The coastal enclave also suffers from a political division resulting from the violent takeover by Hamas of Gaza.
According to the latest data from the Palestinian Central Statistical Office, unemployment in the Gaza Strip reached 53.7 percent compared to 19.1 percent in the West Bank.
The blockade has pushed Gaza's two million inhabitants deeper into poverty while economists in Gaza point out that extreme poverty hit 53 percent in 2017, compared to 37 percent in 2011.
This year's average price is lamb in Gaza is 350 US dollars, while the price of a calf share is 450 dollars, which exceeds the capacity of a large proportion of the Palestinians in Gaza, causing the markets to go through an unprecedented recession.

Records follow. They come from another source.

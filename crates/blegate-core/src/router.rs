//! Command routing from classified messages to send requests

use std::collections::HashMap;

use tracing::debug;

use crate::config::RouteConfig;
use crate::request::{RequestIds, RequestOrigin, SendRequest};
use crate::types::{Message, PeripheralAddress};

/// Destination of one command category
#[derive(Debug, Clone, PartialEq, Eq)]
pub struct Route {
    pub target: PeripheralAddress,
    pub payload: Vec<u8>,
}

/// Static category -> (target, payload) table
#[derive(Debug, Clone)]
pub struct CommandRouter {
    routes: HashMap<String, Route>,
    ids: RequestIds,
}

impl CommandRouter {
    /// Build the table from configuration, later entries override earlier ones
    pub fn new(routes: &[RouteConfig], ids: RequestIds) -> Self {
        let routes = routes
            .iter()
            .map(|r| {
                (
                    r.category.clone(),
                    Route {
                        target: r.target,
                        payload: r.payload.as_bytes().to_vec(),
                    },
                )
            })
            .collect();
        Self { routes, ids }
    }

    /// Look up the route for a category
    pub fn route_for(&self, category: &str) -> Option<&Route> {
        self.routes.get(category)
    }

    /// Map a message to at most one send request
    pub fn route(&self, message: &Message) -> Option<SendRequest> {
        let category = message.classification()?;
        let Some(route) = self.routes.get(category) else {
            debug!("No route for category '{}'", category);
            return None;
        };

        Some(SendRequest::new(
            self.ids.next_id(),
            route.target,
            route.payload.clone(),
            RequestOrigin::Routed {
                category: category.to_string(),
            },
        ))
    }

    pub fn len(&self) -> usize {
        self.routes.len()
    }

    pub fn is_empty(&self) -> bool {
        self.routes.is_empty()
    }
}

#[cfg(test)]
mod tests {
    use super::*;
    use crate::config::CommandToken;
    use crate::decoder::NotificationDecoder;

    fn listener() -> PeripheralAddress {
        "50:F1:4A:4D:DC:E9".parse().unwrap()
    }

    fn sender() -> PeripheralAddress {
        "5C:F8:21:9E:55:84".parse().unwrap()
    }

    fn router() -> CommandRouter {
        CommandRouter::new(
            &[
                RouteConfig::new("on", sender(), "|ON@"),
                RouteConfig::new("off", sender(), "|OFF@"),
            ],
            RequestIds::new(),
        )
    }

    #[test]
    fn test_on_frame_routes_to_on_command() {
        let decoder = NotificationDecoder::new(vec![
            CommandToken::contains("on", "TEST1@"),
            CommandToken::contains("off", "TEST2@"),
        ]);
        let message = decoder.decode(listener(), b"TEST1@\n");

        let request = router().route(&message).expect("routed");
        assert_eq!(request.target(), sender());
        assert_eq!(request.payload(), b"|ON@");
        assert_eq!(
            request.origin(),
            &RequestOrigin::Routed {
                category: "on".to_string()
            }
        );
        assert!(!request.has_completion());
    }

    #[test]
    fn test_unclassified_message_is_not_routed() {
        let decoder = NotificationDecoder::new(vec![CommandToken::contains("on", "TEST1@")]);
        let message = decoder.decode(listener(), b"noise\n");
        assert!(router().route(&message).is_none());
    }

    #[test]
    fn test_category_without_route() {
        let decoder = NotificationDecoder::new(vec![CommandToken::contains("dim", "TEST3@")]);
        let message = decoder.decode(listener(), b"TEST3@");
        assert!(router().route(&message).is_none());
    }

    #[test]
    fn test_requests_get_fresh_ids() {
        let decoder = NotificationDecoder::new(vec![CommandToken::contains("off", "TEST2@")]);
        let message = decoder.decode(listener(), b"TEST2@");
        let router = router();
        let first = router.route(&message).unwrap();
        let second = router.route(&message).unwrap();
        assert_ne!(first.id(), second.id());
    }
}
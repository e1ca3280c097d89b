//! Scriptable link and recording sink for tests
//!
//! `MockLink` behaves like a single-radio adapter: it counts connections that are
//! connecting or connected, remembers the highest count it ever saw, and records
//! every operation in order. Failures and hangs can be scripted per address.
//!
//! A hung connect that gets cancelled keeps its slot, the way a real adapter keeps
//! a half-open link, until [`PeripheralLink::abort`] is called for that address.

use std::collections::{HashMap, HashSet};
use std::sync::{Arc, Mutex, MutexGuard};
use std::time::Duration;

use async_trait::async_trait;
use tracing::debug;
use uuid::Uuid;

use crate::config::DEFAULT_CHARACTERISTIC_UUID;
use crate::errors::{ConnectError, WriteError};
use crate::events::{EventSink, GatewayEvent};
use crate::link::{LinkEventSender, PeripheralLink};
use crate::types::{
    Connection, ConnectionId, ConnectionState, GatewayMode, LinkEvent, PeripheralAddress,
    PeripheralRole, RawNotification,
};

// ----------------------------------------------------------------------------
// Mock Link
// ----------------------------------------------------------------------------

/// One recorded link operation
#[derive(Debug, Clone, PartialEq, Eq)]
pub enum LinkOp {
    Connect {
        address: PeripheralAddress,
        role: PeripheralRole,
    },
    ConnectFailed {
        address: PeripheralAddress,
        role: PeripheralRole,
    },
    Subscribe {
        address: PeripheralAddress,
    },
    Unsubscribe {
        address: PeripheralAddress,
    },
    Write {
        address: PeripheralAddress,
        payload: Vec<u8>,
    },
    Disconnect {
        address: PeripheralAddress,
    },
    Abort {
        address: PeripheralAddress,
    },
}

struct Subscriber {
    address: PeripheralAddress,
    events: LinkEventSender,
    active: bool,
}

#[derive(Default)]
struct MockState {
    ops: Vec<LinkOp>,
    connect_failures: HashMap<PeripheralAddress, u32>,
    write_failures: HashMap<PeripheralAddress, u32>,
    hanging_writes: HashSet<PeripheralAddress>,
    hanging_connects: HashMap<PeripheralAddress, u32>,
    half_open: HashMap<PeripheralAddress, usize>,
    subscribers: HashMap<ConnectionId, Subscriber>,
    open: HashMap<ConnectionId, PeripheralAddress>,
    dropped: HashSet<ConnectionId>,
    active: usize,
    max_active: usize,
    next_id: ConnectionId,
}

impl MockState {
    fn claim(&mut self) {
        self.active += 1;
        self.max_active = self.max_active.max(self.active);
    }

    fn release(&mut self) {
        self.active = self.active.saturating_sub(1);
    }
}

/// Releases a connecting slot if a connect future is dropped mid-flight
struct ConnectingSlot {
    state: Arc<Mutex<MockState>>,
    armed: bool,
}

impl Drop for ConnectingSlot {
    fn drop(&mut self) {
        if self.armed {
            if let Ok(mut state) = self.state.lock() {
                state.release();
            }
        }
    }
}

/// In-memory [`PeripheralLink`] for deterministic tests
#[derive(Clone)]
pub struct MockLink {
    state: Arc<Mutex<MockState>>,
    connect_delay: Duration,
    characteristic: Uuid,
}

impl Default for MockLink {
    fn default() -> Self {
        Self::new()
    }
}

impl MockLink {
    pub fn new() -> Self {
        Self {
            state: Arc::new(Mutex::new(MockState::default())),
            connect_delay: Duration::ZERO,
            characteristic: DEFAULT_CHARACTERISTIC_UUID,
        }
    }

    /// Make every connect take `delay` before resolving
    pub fn with_connect_delay(mut self, delay: Duration) -> Self {
        self.connect_delay = delay;
        self
    }

    fn state(&self) -> MutexGuard<'_, MockState> {
        // A panic in another test thread must not hide this test's assertions
        self.state.lock().unwrap_or_else(|poisoned| poisoned.into_inner())
    }

    /// Fail the next `count` connects to `address`
    pub fn fail_next_connects(&self, address: PeripheralAddress, count: u32) {
        self.state().connect_failures.insert(address, count);
    }

    /// Fail the next `count` writes to `address`
    pub fn fail_next_writes(&self, address: PeripheralAddress, count: u32) {
        self.state().write_failures.insert(address, count);
    }

    /// Make every write to `address` hang forever
    pub fn hang_writes(&self, address: PeripheralAddress) {
        self.state().hanging_writes.insert(address);
    }

    /// Make the next `count` connects to `address` hang forever
    pub fn hang_next_connects(&self, address: PeripheralAddress, count: u32) {
        self.state().hanging_connects.insert(address, count);
    }

    /// Deliver a notification to the active subscriber of `address`
    ///
    /// Returns false when nobody is subscribed.
    pub async fn notify(&self, address: PeripheralAddress, value: &[u8]) -> bool {
        let target = {
            let state = self.state();
            state
                .subscribers
                .iter()
                .find(|(_, s)| s.active && s.address == address)
                .map(|(id, s)| (*id, s.events.clone()))
        };

        match target {
            Some((connection_id, events)) => events
                .send(LinkEvent::Notification(RawNotification {
                    connection_id,
                    origin: address,
                    value: value.to_vec(),
                }))
                .await
                .is_ok(),
            None => false,
        }
    }

    /// Simulate the peripheral at `address` dropping the link on its own
    ///
    /// The connection stays registered until it is disconnected or aborted.
    pub async fn drop_peripheral(&self, address: PeripheralAddress) -> bool {
        let dropped = {
            let mut state = self.state();
            let id = state
                .open
                .iter()
                .find(|(id, a)| **a == address && !state.dropped.contains(*id))
                .map(|(id, _)| *id);
            match id {
                Some(id) => {
                    state.dropped.insert(id);
                    state.subscribers.remove(&id).map(|s| (id, s.events))
                }
                None => None,
            }
        };

        match dropped {
            Some((connection_id, events)) => events
                .send(LinkEvent::Disconnected {
                    connection_id,
                    address,
                })
                .await
                .is_ok(),
            None => false,
        }
    }

    /// Every recorded operation, in order
    pub fn ops(&self) -> Vec<LinkOp> {
        self.state().ops.clone()
    }

    /// Payloads written to `address`, in order
    pub fn writes_to(&self, address: PeripheralAddress) -> Vec<Vec<u8>> {
        self.state()
            .ops
            .iter()
            .filter_map(|op| match op {
                LinkOp::Write { address: a, payload } if *a == address => Some(payload.clone()),
                _ => None,
            })
            .collect()
    }

    /// Successful connects to `address`
    pub fn connect_count(&self, address: PeripheralAddress) -> usize {
        self.state()
            .ops
            .iter()
            .filter(|op| matches!(op, LinkOp::Connect { address: a, .. } if *a == address))
            .count()
    }

    /// Connections registered and not yet disconnected, dropped ones included
    pub fn open_connections(&self) -> usize {
        self.state().open.len()
    }

    /// Connections currently connecting or connected
    pub fn active(&self) -> usize {
        self.state().active
    }

    /// Highest number of simultaneous connecting/connected links ever observed
    pub fn max_active(&self) -> usize {
        self.state().max_active
    }

    /// Whether an active notification subscription exists for `address`
    pub fn is_subscribed(&self, address: PeripheralAddress) -> bool {
        self.state()
            .subscribers
            .values()
            .any(|s| s.active && s.address == address)
    }
}
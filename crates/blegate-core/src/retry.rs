//! Retry policy for listener and sender connections

use std::time::Duration;

use crate::config::RetryConfig;

/// Fixed-delay retry policy with an optional attempt cap
#[derive(Debug, Clone, Copy, PartialEq, Eq)]
pub struct RetryPolicy {
    /// Total attempts allowed, `None` for unlimited
    max_attempts: Option<u32>,
    delay: Duration,
}

impl RetryPolicy {
    /// Retry forever with a fixed delay
    pub fn indefinite(delay: Duration) -> Self {
        Self {
            max_attempts: None,
            delay,
        }
    }

    /// One initial attempt plus `extra` retries
    pub fn bounded(extra: u32, delay: Duration) -> Self {
        Self {
            max_attempts: Some(extra.saturating_add(1)),
            delay,
        }
    }

    /// Policy for the always-on listener
    pub fn listener(config: &RetryConfig) -> Self {
        Self::indefinite(Duration::from_millis(config.listener_delay_ms))
    }

    /// Policy for transient sender sessions
    pub fn sender(config: &RetryConfig) -> Self {
        Self::bounded(
            config.sender_extra_attempts,
            Duration::from_millis(config.sender_delay_ms),
        )
    }

    /// Whether another attempt may follow `attempts_made` failed ones
    pub fn should_retry(&self, attempts_made: u32) -> bool {
        match self.max_attempts {
            Some(max) => attempts_made < max,
            None => true,
        }
    }

    pub fn delay(&self) -> Duration {
        self.delay
    }

    pub fn max_attempts(&self) -> Option<u32> {
        self.max_attempts
    }
}
//! Adapter selection and peripheral lookup by address
//!
//! The gateway addresses peripherals by hardware address, never by advertised name.
//! A peripheral already known to the adapter is returned directly; otherwise the
//! adapter scans until the address shows up or the scan timeout runs out.

use std::time::Duration;

use blegate_core::PeripheralAddress;
use btleplug::api::{Central, CentralEvent, Manager as _, Peripheral as _, ScanFilter};
use btleplug::platform::{Adapter, Manager, Peripheral, PeripheralId};
use futures::stream::StreamExt;
use tokio::time::timeout;
use tracing::{debug, info, warn};

use crate::address::{from_bdaddr, to_bdaddr};
use crate::config::BleLinkConfig;
use crate::error::{BleLinkError, Result};

// ----------------------------------------------------------------------------
// Adapter
// ----------------------------------------------------------------------------

/// The host adapter the gateway drives
#[derive(Clone)]
pub struct BleAdapter {
    adapter: Adapter,
    scan_timeout: Duration,
}

impl BleAdapter {
    /// Initialize the configured BLE adapter
    pub async fn initialize(config: &BleLinkConfig) -> Result<Self> {
        let manager = Manager::new().await?;
        let adapters = manager.adapters().await?;

        if adapters.is_empty() {
            return Err(BleLinkError::AdapterNotAvailable);
        }

        let count = adapters.len();
        let adapter = adapters
            .into_iter()
            .nth(config.adapter_index)
            .ok_or(BleLinkError::AdapterIndexOutOfRange {
                index: config.adapter_index,
                count,
            })?;

        match adapter.adapter_info().await {
            Ok(name) => info!("BLE adapter initialized: {}", name),
            Err(_) => info!("BLE adapter {} initialized", config.adapter_index),
        }

        Ok(Self {
            adapter,
            scan_timeout: config.scan_timeout(),
        })
    }

    /// Raw adapter handle
    pub fn adapter(&self) -> &Adapter {
        &self.adapter
    }

    /// Locate a peripheral by address, scanning if the adapter has not seen it yet
    pub async fn find_peripheral(&self, address: PeripheralAddress) -> Result<Peripheral> {
        if let Some(peripheral) = self.known_peripheral(address).await? {
            return Ok(peripheral);
        }

        debug!("Peripheral {} not cached, scanning", address);
        let mut events = self.adapter.events().await?;
        self.adapter.start_scan(ScanFilter::default()).await?;

        let wanted = to_bdaddr(address);
        let search = async {
            while let Some(event) = events.next().await {
                if let CentralEvent::DeviceDiscovered(id) | CentralEvent::DeviceUpdated(id) = event
                {
                    if let Some(peripheral) = self.peripheral_if_matches(&id, wanted).await {
                        return Some(peripheral);
                    }
                }
            }
            None
        };
        let found = timeout(self.scan_timeout, search).await;

        if let Err(e) = self.adapter.stop_scan().await {
            warn!("Failed to stop BLE scan: {}", e);
        }

        match found {
            Ok(Some(peripheral)) => {
                info!("Discovered peripheral {}", address);
                Ok(peripheral)
            }
            // The event stream can miss devices found before it was opened
            _ => self
                .known_peripheral(address)
                .await?
                .ok_or_else(|| BleLinkError::PeripheralNotFound {
                    address: address.to_string(),
                }),
        }
    }

    async fn known_peripheral(&self, address: PeripheralAddress) -> Result<Option<Peripheral>> {
        let wanted = to_bdaddr(address);
        let peripherals = self.adapter.peripherals().await?;
        Ok(peripherals.into_iter().find(|p| p.address() == wanted))
    }

    async fn peripheral_if_matches(
        &self,
        id: &PeripheralId,
        wanted: btleplug::api::BDAddr,
    ) -> Option<Peripheral> {
        let peripheral = self.adapter.peripheral(id).await.ok()?;
        if peripheral.address() == wanted {
            debug!("Scan matched {}", from_bdaddr(wanted));
            Some(peripheral)
        } else {
            None
        }
    }

    /// Watch for the adapter reporting `id` as disconnected
    ///
    /// Resolves to an error when the adapter's event stream cannot be opened or ends,
    /// which says nothing about the peripheral itself.
    pub async fn disconnected(&self, id: PeripheralId) -> Result<()> {
        let mut events = self.adapter.events().await?;
        while let Some(event) = events.next().await {
            if let CentralEvent::DeviceDisconnected(gone) = event {
                if gone == id {
                    return Ok(());
                }
            }
        }
        Err(BleLinkError::AdapterEventsEnded)
    }
}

Livestock traders say that a large proportion of people buy animals in parts because of the limited salaries of Palestinian Authority employees who receive 50 percent of their salary or Hamas employees who receive 40 percent of their payments.
In recent years, Gazans have adopted a subsystem to buy a sacrifice because of the deteriorating financial situation of the majority of the population.
Through this system, consumers can buy shares in a cow or a calf and can also pay in installments after agreement with cattle traders.
Rafat Ashour, an engineer from Gaza, joined six other people this year to buy a sacrifice.
Ashour told Xinhua that he wants to sacrifice every festival because it is an important Islamic ritual for all financially competent Muslims.
According to the rituals, the meat is divided into three thirds, one distributed to less fortunate families, one for family members and the last for the family to cook during the four-day festival.
Gaza's local livestock production over the past few years covered 40 percent of the domestic market's needs. However, most of the livestock in Gaza are now imported from Europe and enter the blocked territory by Israel.
Head of livestock in Gaza's agricultural ministry, Taher Abu Ahmed, said the needs of the Gaza Strip of sacrificial animals are estimated annually at 8,000 calves and around 20,000 sheep, adding that Gaza consumed 14,000 calves and 30,000 sheep during the off-season last year  Abu Ahmed stressed that this year's demand is low due to the higher rates of poverty and the rising prices of animals worldwide, in addition to the costs of growing and transporting the animals.